Die Langeweile der Bedeutung: Eine Vater-Sohn-Geschichte

"Was Vater? Was ist der Wert und Sinn dieser Welt?", fragte der Sohn seinen Vater, während ihre Blicke über die Stadt streiften, die sie von dem wild bewachsenen Berg aus beobachten.

"Sie hat keinen", antwortete der Vater. Sein Atem machte die Luft sichtbar.

"Sie hat keinen? Warum sind wir dann hier?", fragte der Sohn.

"Es gibt keinen Grund. Du hast nicht existiert, jetzt existierst du, bald wirst du nicht mehr existieren. Das ist Leben. Bei uns Menschen, bei Tieren, ja sogar bei den Bäumen hier". Der Vater zeigte auf die rießige Birke, die sich vor ihnen erstreckte, einsam, aber majästhetisch.

"Doch doch," erwiederte der Sohn fast wütend", irgendetwas muss einen Sinn haben. Da dieses Haus. Es ist groß und bestimmt teuer. Wenn ich das besitze, dann bin ich auch viel Wert, dann hat mein Leben einen Sinn."

Der Vater lachte.

"Du wirst, wenn du das glaubst, das Haus besitzen und dann wirst du erkennen, was wahr ist."

Der Sohn zog los.

Er arbeitete, Tag und Nacht, er entzog sich Schlaf und Energie.

Sein einziges Ziel: Endlich dieses Haus zu besitzen.

Die Jahre zogen an ihm vorbei, und er kam seinem Ziel immer näher.

Er traf sich wieder mit seinem Vater, der nun deutlich älter und noch weiser geworden war, auf dem Berg,

"Und?", fragte der Vater, mit dem Blick auf die Erscheinung der leuchtenden Stadt unter dem Nachthimmel", wie fühlst du dich?"

"Ausgebrannt," antwortete der Sohn", ich bin müde. Ich habe Angst um meinen Besitz, aber ich muss weiterarbeiten. Wir wollen das Nachbarshaus kaufen."

"Das meine ich nicht. Ich meine, ob du dich genauso wertvoll fühlst, wie das Haus groß und teuer ist."

"Was? Oh das. Nein, eher nicht. Aber mit dem angrenzenden Gebäude werde ich aufhören. Dann wird mein Ziel endlich erreicht sein."

Ihre Wege trennten sich wieder, die Jahre verzogen wieder.

Beim nächsten Treffen hatte der Sohn tiefe Augenringe. Er warf sich drei Tabletten in den Rachen.

"Und?", fragte der Vater, "jetzt hast du doch wohl endlich deinen Sinn gefunden, oder? Das Haus sieht schließlich großartig aus, es verschönert das Stadtbild und jeder redet darüber."

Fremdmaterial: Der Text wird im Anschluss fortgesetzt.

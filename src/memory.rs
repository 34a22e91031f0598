use crate::translation::{AccessMode, Vpn};

/// Physical frame number
pub type FrameIndex = usize;

/// One physical page slot
#[derive(Debug, Clone, PartialEq, Eq)]
pub struct Frame {
    index: FrameIndex,
    occupant: Option<Vpn>,
    last_access: u64,
    referenced: bool,
    dirty: bool,
}

impl Frame {
    fn new(index: FrameIndex) -> Self {
        Frame {
            index,
            occupant: None,
            last_access: 0,
            referenced: false,
            dirty: false,
        }
    }

    #[inline]
    pub fn index(&self) -> FrameIndex {
        self.index
    }

    #[inline]
    pub fn is_free(&self) -> bool {
        self.occupant.is_none()
    }

    /// Page currently held, if any
    #[inline]
    pub fn occupant(&self) -> Option<Vpn> {
        self.occupant
    }

    #[inline]
    pub fn last_access(&self) -> u64 {
        self.last_access
    }

    #[inline]
    pub fn referenced(&self) -> bool {
        self.referenced
    }

    #[inline]
    pub fn dirty(&self) -> bool {
        self.dirty
    }

    /// Logical ticks since this frame was last used
    #[inline]
    pub fn age(&self, now: u64) -> u64 {
        now.saturating_sub(self.last_access)
    }

    pub(crate) fn clear_referenced(&mut self) {
        self.referenced = false;
    }
}

/// Fixed set of physical frames with occupancy tracking
pub struct FramePool {
    frames: Vec<Frame>,
}

impl FramePool {
    /// Create a pool of `count` free frames
    pub fn new(count: usize) -> Self {
        FramePool {
            frames: (0..count).map(Frame::new).collect(),
        }
    }

    #[inline]
    pub fn len(&self) -> usize {
        self.frames.len()
    }

    #[inline]
    pub fn is_empty(&self) -> bool {
        self.frames.is_empty()
    }

    pub fn get(&self, frame: FrameIndex) -> &Frame {
        &self.frames[frame]
    }

    pub(crate) fn get_mut(&mut self, frame: FrameIndex) -> &mut Frame {
        &mut self.frames[frame]
    }

    pub fn iter(&self) -> impl Iterator<Item = &Frame> {
        self.frames.iter()
    }

    /// Lowest-numbered free frame
    pub fn find_free(&self) -> Option<FrameIndex> {
        self.frames.iter().position(Frame::is_free)
    }

    /// Bind `frame` to `vpn`, freshly loaded at logical time `now`
    pub fn mark_occupied(&mut self, frame: FrameIndex, vpn: Vpn, now: u64) {
        let slot = &mut self.frames[frame];
        slot.occupant = Some(vpn);
        slot.last_access = now;
        slot.referenced = true;
        slot.dirty = false;
    }

    /// Release `frame`, returning the page it held
    pub fn mark_free(&mut self, frame: FrameIndex) -> Option<Vpn> {
        let slot = &mut self.frames[frame];
        slot.referenced = false;
        slot.dirty = false;
        slot.occupant.take()
    }

    /// Record a hit on `frame`
    pub fn touch(&mut self, frame: FrameIndex, now: u64, mode: Option<AccessMode>) {
        let slot = &mut self.frames[frame];
        slot.last_access = now;
        slot.referenced = true;
        if mode == Some(AccessMode::Write) {
            slot.dirty = true;
        }
    }

    pub fn occupied_count(&self) -> usize {
        self.frames.iter().filter(|f| !f.is_free()).count()
    }

    pub fn is_full(&self) -> bool {
        self.frames.iter().all(|f| !f.is_free())
    }
}

#[cfg(test)]
mod tests {
    use super::*;

    #[test]
    fn test_pool_initialization() {
        let pool = FramePool::new(8);
        assert_eq!(pool.len(), 8);
        assert_eq!(pool.occupied_count(), 0);
        assert!(pool.iter().all(Frame::is_free));
        assert_eq!(pool.get(5).index(), 5);
    }

    #[test]
    fn test_find_free_returns_lowest_index() {
        let mut pool = FramePool::new(4);
        assert_eq!(pool.find_free(), Some(0));

        pool.mark_occupied(0, 10, 1);
        pool.mark_occupied(2, 12, 2);
        assert_eq!(pool.find_free(), Some(1));

        pool.mark_occupied(1, 11, 3);
        assert_eq!(pool.find_free(), Some(3));

        pool.mark_occupied(3, 13, 4);
        assert_eq!(pool.find_free(), None);
        assert!(pool.is_full());
    }

    #[test]
    fn test_mark_occupied_sets_binding() {
        let mut pool = FramePool::new(2);
        pool.mark_occupied(1, 0x42, 7);

        let frame = pool.get(1);
        assert_eq!(frame.occupant(), Some(0x42));
        assert_eq!(frame.last_access(), 7);
        assert!(frame.referenced());
        assert!(!frame.dirty());
        assert_eq!(pool.occupied_count(), 1);
    }

    #[test]
    fn test_mark_free_returns_previous_occupant() {
        let mut pool = FramePool::new(2);
        pool.mark_occupied(0, 9, 1);
        pool.touch(0, 2, Some(AccessMode::Write));

        assert_eq!(pool.mark_free(0), Some(9));
        assert!(pool.get(0).is_free());
        assert!(!pool.get(0).dirty());
        assert_eq!(pool.mark_free(0), None);
    }

    #[test]
    fn test_touch_updates_access_state() {
        let mut pool = FramePool::new(1);
        pool.mark_occupied(0, 3, 1);
        pool.get_mut(0).clear_referenced();

        pool.touch(0, 5, Some(AccessMode::Read));
        assert!(pool.get(0).referenced());
        assert!(!pool.get(0).dirty());
        assert_eq!(pool.get(0).age(8), 3);

        pool.touch(0, 6, Some(AccessMode::Write));
        assert!(pool.get(0).dirty());
    }

    #[test]
    fn test_empty_pool() {
        let pool = FramePool::new(0);
        assert!(pool.is_empty());
        assert_eq!(pool.find_free(), None);
    }
}
pub const ADDRESS_BITS: u32 = 32;
pub const MAX_ADDRESS_BITS: u32 = 64;

pub const OFFSET_BITS: u32 = 12;
pub const PAGE_SIZE: u64 = 1 << OFFSET_BITS;

pub const LEVEL_BITS: u32 = 10;
pub const ENTRIES_PER_LEVEL: usize = 1 << LEVEL_BITS;
// widest single level; one node of 2^24 entries is already hundreds of MiB
pub const MAX_LEVEL_BITS: u32 = 24;

// logical ticks since last access after which an unreferenced frame may be evicted
pub const RECENT_AGE: u64 = 10;

pub const PAGE_FAULT: i64 = -1;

"Ach scheiß drauf," sagte der Sohn", das ist nur Blenderei. Schau doch, wie ich aussehe, ich bin ein Wrack, ich kann mich selbst nicht mehr im Spiegel ansehen. Ich gebe die Firma ab, ich führe ein normales Leben."

"Ein normales Leben", fragte der Vater", das klingt ja unglaublich langweilig. Und da willst du deinen Sinn finden?"

Der Sohn schwieg.

Sie trafen sich ein Jahr später wieder.

Der Vater wiederholte seine Frage:

"Und? Hast du deinen Sinn gefunden?"

"Keine Zeit zum Quatschen, ich trainiere für einen Marathon und will heute mindestens fünf Seiten eines Buches über Managament schreiben."

"Klingt langweilig", sagte der Vater mit einem Grinsen im Gesicht.

"Ja," sagte der Sohn erleichtert, "das ist es."